The PTV received a total dose of 25–33 Gy in five fractions (5–6.6 Gy/fraction), allowing for up to 30 % heterogeneity within the PTV. Greater than 90 % of the PTV received 100 % of the prescribed dose and no more than 1 cc of the PTV received >130 % of the prescription dose. If organs at risk, such as the duodenum, small bowel, and/or stomach, were within 1 cm of the PTV, they were labeled as “proximal structures” with specific radiation dose constraints. In some cases, the fraction and total dose was limited to <33 Gy to meet these normal tissue dose constraints.
Statistical Analysis
For comparison, overall survival (OS), progression-free survival (PFS), and local progression-free survival (LPFS) were calculated from both date of pathological diagnosis and start of SBRT treatment. For PFS and LPFS analysis, patients were censored at the date of last scan. Local progression was defined based on blinded centralized review using the revised Response Evaluation Criteria in Solid Tumors (RECIST) guidelines, version 1.1.15 Acute toxicity was defined as toxicity occurring ≤90 days of SBRT, whereas late toxicity comprises those occurring >90 days after SBRT. The toxicities reported were those definitively or possibly attributed to the intervention.
Survival was analyzed using the Kaplan–Meier method, and differences between patient groups defined at baseline were estimated with Cox proportional hazards models that included terms for age, sex, race and a time-dependent covariate representing the time from diagnosis to treatment. Differences in patient groups defined post-SBRT were estimated using the same approach but did not include the time-dependent covariate for treatment. P < 0.05 was considered significant in this unadjusted exploratory analysis. Statistical analysis was performed using R version 3.03 (R Foundation for Statistical Computing, Vienna, Austria).
RESULTS
Patient Characteristics
Of the 105 patients who were treated between January 2010 and 2014, 88 were included in the final analysis.
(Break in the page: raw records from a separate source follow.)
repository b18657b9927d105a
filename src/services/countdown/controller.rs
//! One repeating timer per countdown, owned through a handle that cancels
//! the timer task when dropped.

use std::sync::Arc;
use std::time::Duration;

use chrono::{DateTime, Utc};
use tokio::sync::watch;
use tokio::task::JoinHandle;
use tokio::time::{self, Instant, MissedTickBehavior};

use super::remaining::{format_remaining, remaining_until, CountdownPhase};

pub const TICK_INTERVAL: Duration = Duration::from_millis(1000);

/// Source of "now" for countdown ticks.
pub trait Clock: Send + Sync {
    fn now(&self) -> DateTime<Utc>;
}

#[derive(Debug, Clone, Copy, Default)]
pub struct SystemClock;

impl Clock for SystemClock {
    fn now(&self) -> DateTime<Utc> {
        Utc::now()
    }
}

/// Latest value published by a controller.
#[derive(Debug, Clone, Copy, PartialEq, Eq)]
pub struct CountdownState {
    pub target: Option<DateTime<Utc>>,
    pub remaining_ms: u64,
    /// Ticks delivered by the current timer
    pub ticks: u64,
}

impl CountdownState {
    fn compute(target: Option<DateTime<Utc>>, now: DateTime<Utc>) -> Self {
        Self {
            target,
            remaining_ms: remaining_until(target, now),
            ticks: 0,
        }
    }

    pub fn phase(&self) -> CountdownPhase {
        CountdownPhase::from_remaining(self.remaining_ms)
    }

    pub fn display(&self) -> String {
        format_remaining(self.remaining_ms)
    }
}

/// Owned timer task. Dropping the handle aborts the task.
struct TimerHandle(JoinHandle<()>);

impl TimerHandle {
    fn is_finished(&self) -> bool {
        self.0.is_finished()
    }
}

impl Drop for TimerHandle {
    fn drop(&mut self) {
        self.0.abort();
    }
}

/// Drives the countdown for one target time.
///
/// Must be created inside a tokio runtime for the timer to run; without one
/// the controller holds a static value computed at creation.
pub struct CountdownController {
    target: Option<DateTime<Utc>>,
    clock: Arc<dyn Clock>,
    state: Arc<watch::Sender<CountdownState>>,
    timer: Option<TimerHandle>,
}

impl CountdownController {
    pub fn start(target: Option<DateTime<Utc>>, clock: Arc<dyn Clock>) -> Self {
        let initial = CountdownState::compute(target, clock.now());
        let (sender, _) = watch::channel(initial);
        let mut controller = Self {
            target,
            clock,
            state: Arc::new(sender),
            timer: None,
        };
        controller.arm();
        controller
    }

    pub fn target(&self) -> Option<DateTime<Utc>> {
        self.target
    }

    pub fn current(&self) -> CountdownState {
        *self.state.borrow()
    }

    pub fn display(&self) -> String {
        self.current().display()
    }

    /// Observers keep receiving values across retargets.
    pub fn subscribe(&self) -> watch::Receiver<CountdownState> {
        self.state.subscribe()
    }

    pub fn is_ticking(&self) -> bool {
        self.timer.as_ref().is_some_and(|timer| !timer.is_finished())
    }

    /// Points the countdown at a new target. Returns false when unchanged.
    pub fn retarget(&mut self, target: Option<DateTime<Utc>>) -> bool {
        if target == self.target {
            return false;
        }
        self.target = target;
        self.arm();
        true
    }

    /// Cancels the timer; the last published value stays readable.
    pub fn stop(&mut self) {
        self.timer = None;
    }

    // Only place a timer is started; the previous one is cancelled first.
    fn arm(&mut self) {
        drop(self.timer.take());

        let fresh = CountdownState::compute(self.target, self.clock.now());
        self.state.send_replace(fresh);

        if fresh.phase() == CountdownPhase::Expired {
            return;
        }

        if tokio::runtime::Handle::try_current().is_err() {
            log::warn!("No async runtime available; countdown for {:?} will not tick", self.target);
            return;
        }

        self.timer = Some(spawn_timer(
            self.target,
            Arc::clone(&self.clock),
            Arc::clone(&self.state),
        ));
    }
}

fn spawn_timer(
    target: Option<DateTime<Utc>>,
    clock: Arc<dyn Clock>,
    state: Arc<watch::Sender<CountdownState>>,
) -> TimerHandle {
    let task = tokio::spawn(async move {
        let mut interval = time::interval_at(Instant::now() + TICK_INTERVAL, TICK_INTERVAL);
        interval.set_missed_tick_behavior(MissedTickBehavior::Delay);

        loop {
            interval.tick().await;
            let remaining_ms = remaining_until(target, clock.now());
            state.send_modify(|current| {
                current.remaining_ms = remaining_ms;
                current.ticks += 1;
            });

            if remaining_ms == 0 {
                log::debug!("Countdown for {:?} reached zero", target);
                break;
            }
        }
    });
    TimerHandle(task)
}
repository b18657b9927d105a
pub mod date;
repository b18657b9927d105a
//! Confirmation dialog for destructive actions.

use egui::{Context, RichText};

use crate::models::policy::PolicyId;

/// Action awaiting confirmation
#[derive(Debug, Clone, PartialEq, Eq)]
pub enum ConfirmAction {
    /// Delete a policy; its mail will never be sent
    DeletePolicy { id: PolicyId, subject: String },
    /// Close the policy form without saving
    DiscardChanges,
}

impl ConfirmAction {
    /// Get the dialog title
    pub fn title(&self) -> &'static str {
        match self {
            ConfirmAction::DeletePolicy { .. } => "Delete Policy",
            ConfirmAction::DiscardChanges => "Discard Changes",
        }
    }

    /// Get the confirmation message
    pub fn message(&self) -> String {
        match self {
            ConfirmAction::DeletePolicy { subject, .. } => format!(
                "Are you sure you want to delete \"{}\"?\n\nIts mail will never be sent. This cannot be undone.",
                subject
            ),
            ConfirmAction::DiscardChanges => {
                "You have unsaved changes.\n\nAre you sure you want to discard them?".to_string()
            }
        }
    }

    /// Get the confirm button text
    pub fn confirm_text(&self) -> &'static str {
        match self {
            ConfirmAction::DeletePolicy { .. } => "Delete",
            ConfirmAction::DiscardChanges => "Discard",
        }
    }

    /// Whether this action is destructive (shows a red button)
    pub fn is_destructive(&self) -> bool {
        matches!(self, ConfirmAction::DeletePolicy { .. })
    }
}

/// Result of the confirmation dialog
#[derive(Debug, Clone, Copy, PartialEq, Eq)]
pub enum ConfirmResult {
    /// User confirmed the action
    Confirmed,
    /// User cancelled (button or Escape)
    Cancelled,
    /// Dialog is still open (or nothing to confirm)
    Pending,
}

/// State for the confirmation dialog
#[derive(Debug, Default)]
pub struct ConfirmDialogState {
    /// The action waiting for an answer, if any
    pending_action: Option<ConfirmAction>,
}

impl ConfirmDialogState {
    /// Create a new closed dialog
    pub fn new() -> Self {
        Self::default()
    }

    /// Open the dialog for an action, replacing any pending one
    pub fn request(&mut self, action: ConfirmAction) {
        self.pending_action = Some(action);
    }

    /// Check if the dialog is showing
    pub fn is_open(&self) -> bool {
        self.pending_action.is_some()
    }

    /// Renders the dialog. On `Confirmed` the action is handed back.
    pub fn render(&mut self, ctx: &Context) -> (ConfirmResult, Option<ConfirmAction>) {
        let Some(action) = &self.pending_action else {
            return (ConfirmResult::Pending, None);
        };

        let mut result = ConfirmResult::Pending;

        egui::Window::new(action.title())
            .collapsible(false)
            .resizable(false)
            .anchor(egui::Align2::CENTER_CENTER, [0.0, 0.0])
            .show(ctx, |ui| {
                ui.set_min_width(300.0);
                ui.set_max_width(400.0);
                ui.add_space(10.0);

                if action.is_destructive() {
                    ui.horizontal(|ui| {
                        ui.label(
                            RichText::new("⚠")
                                .size(24.0)
                                .color(egui::Color32::from_rgb(220, 150, 50)),
                        );
                        ui.vertical(|ui| {
                            ui.label(action.message());
                        });
                    });
                } else {
                    ui.label(action.message());
                }

                ui.add_space(15.0);
                ui.separator();
                ui.add_space(10.0);

                ui.with_layout(egui::Layout::right_to_left(egui::Align::Center), |ui| {
                    let confirm_button = if action.is_destructive() {
                        egui::Button::new(
                            RichText::new(action.confirm_text()).color(egui::Color32::WHITE),
                        )
                        .fill(egui::Color32::from_rgb(180, 60, 60))
                    } else {
                        egui::Button::new(action.confirm_text())
                    };

                    if ui.add(confirm_button).clicked() {
                        result = ConfirmResult::Confirmed;
                    }
                    ui.add_space(10.0);
                    if ui.button("Cancel").clicked() {
                        result = ConfirmResult::Cancelled;
                    }
                });
                ui.add_space(5.0);
            });

        if ctx.input(|i| i.key_pressed(egui::Key::Escape)) {
            result = ConfirmResult::Cancelled;
        }

        match result {
            ConfirmResult::Pending => (result, None),
            ConfirmResult::Confirmed => (result, self.pending_action.take()),
            ConfirmResult::Cancelled => {
                self.pending_action = None;
                (result, None)
            }
        }
    }
}

#[cfg(test)]
mod tests {
    use super::*;

    #[test]
    fn delete_message_names_the_policy() {
        let action = ConfirmAction::DeletePolicy {
            id: PolicyId(3),
            subject: "Safe combination".to_string(),
        };
        assert!(action.message().contains("\"Safe combination\""));
        assert!(action.is_destructive());
        assert_eq!(action.confirm_text(), "Delete");
        assert!(!ConfirmAction::DiscardChanges.is_destructive());
    }

    #[test]
    fn request_opens_dialog() {
        let mut dialog = ConfirmDialogState::new();
        assert!(!dialog.is_open());
        dialog.request(ConfirmAction::DiscardChanges);
        assert!(dialog.is_open());
    }
}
Patient demographics and disease characteristics are summarized in Table 1. The median age at diagnosis was 67.2 years [interquartile range (IQR) 59.9–72.3 years]. A total of 74 patients (84 %) had LAPC, whereas 14 (16 %) were diagnosed with BRPC. The median SBRT dose delivered was 6.6 Gy in 5 fractions.
TABLE 1.
Patient demographics and baseline disease characteristics
| Characteristic | Protocol patients, n (%) |
Nonprotocol patients, n (%) |
Total, n (%) | p value |
|---|---|---|---|---|
| Total | 40 | 48 | 88 | |
| Age (year), median (range) | 66.8 (35.6–85.7) | 67.2 (45–87.5) | 67.1 (35.6–87.5) | 0.887 |
| Locally advanced | 40 (100) | 34 (71) | 74 (84) | <0.001* |
| Borderline resectable | 0 (0) | 14 (29) | 14 (16) | |
| Male gender | 23 (57) | 24 (50) | 47 (53) | 0.525 |
| Caucasian | 36 (90) | 41 (85) | 77 (88) | 0.748 |
| Baseline ECOG performance status | 0.667 | |||
| 0 | 16 (40) | 22 (46) | 38 (43) | |
| ≥1 | 24 (60) | 26 (54) | 50 (57) | |
| Location of tumor | 0.547 | |||
| Head/Uncinate/Neck | 31 (77) | 38 (79) | 69 (72) | |
| Body/tail | 9 (22) | 10 (21) | 19 (28) | |
| Pre-SBRT chemotherapy | 77 (88) | >0.99 | ||
| Gemcitabine-based | 29 (72) | 30 (62) | 59 (76) | |
| FOLFIRINOX-based | 6 (15) | 12 (25) | 18 (24) | |
| Baseline CA19-9, median (range) | 186 (0–3,790.2) | 111.2 (0–5,951.1) | 168.6 (0–5,951.1) | 0.638 |
| Post-SBRT CA19-9, median (range) | 60.6 (0–4,087.9) | 78 (0–7,065.1) | 62.7(0–7,065.1) | 0.966 |
| Fraction size | <0.001* | |||
| 6.6 Gy | 37 (92) | 17 (35) | 54 (61) | |
| Other | 3 (8) | 31 (64) | 34 (39) | |
| Pre-SBRT stent placement | 10 (25) | 18 (37) | 28 (32) | 0.254 |
Statistically significant (p < 0.05)
The median time from date of diagnosis to first day of SBRT treatment was 2.9 months (IQR 1.4–6.0). Thirty-two patients received SBRT < 2 months following initial diagnosis and 56 patients received SBRT ≥ 2 months following diagnosis. For the entire cohort, the median time of follow-up from the first day of SBRT was 13.1 months (IQR 8.9–19.1): 10.3 months for BRPC patients and 14.6 months for LAPC patients. At last follow-up, 38 patients were alive.
Treatment Outcomes
Median OS from date of diagnosis for the entire cohort was 18.4 months (95 % CI 15.3–21.3; Fig. 1a). One- and 2-year OS rates were 73 and 24 %, respectively. Median OS from start of SBRT treatment for the entire cohort was 13.7 months (95 % CI 11.4–16.0), with 1- and 2-year OS rates of 60 and 15 %, respectively (Fig. 1b). Patients with LAPC had a median OS of 18.4 months, whereas patients with BRPC had a median OS of 14.4 months (p = 0.87).
FIG. 1.
Kaplan–Meier curves depicting a overall survival from the date of diagnosis, b overall survival from the start of SBRT, c local progression-free survival from the date of diagnosis, and d progression-free survival from date of diagnosis
Median LPFS and PFS are illustrated in Fig. 1c, d, respectively. Median LPFS from date of diagnosis was 13.9 months (95 % CI 12.02–17.87). One- and 2-year LPFS rates, from date of diagnosis, were 61 and 14 %, respectively (Fig. 1c). Median PFS from date of diagnosis for the entire cohort was 9.9 months (95 % CI 8.0–12.3), with 1- and 2-year PFS of 41 and 11 %, respectively (Fig. 1d).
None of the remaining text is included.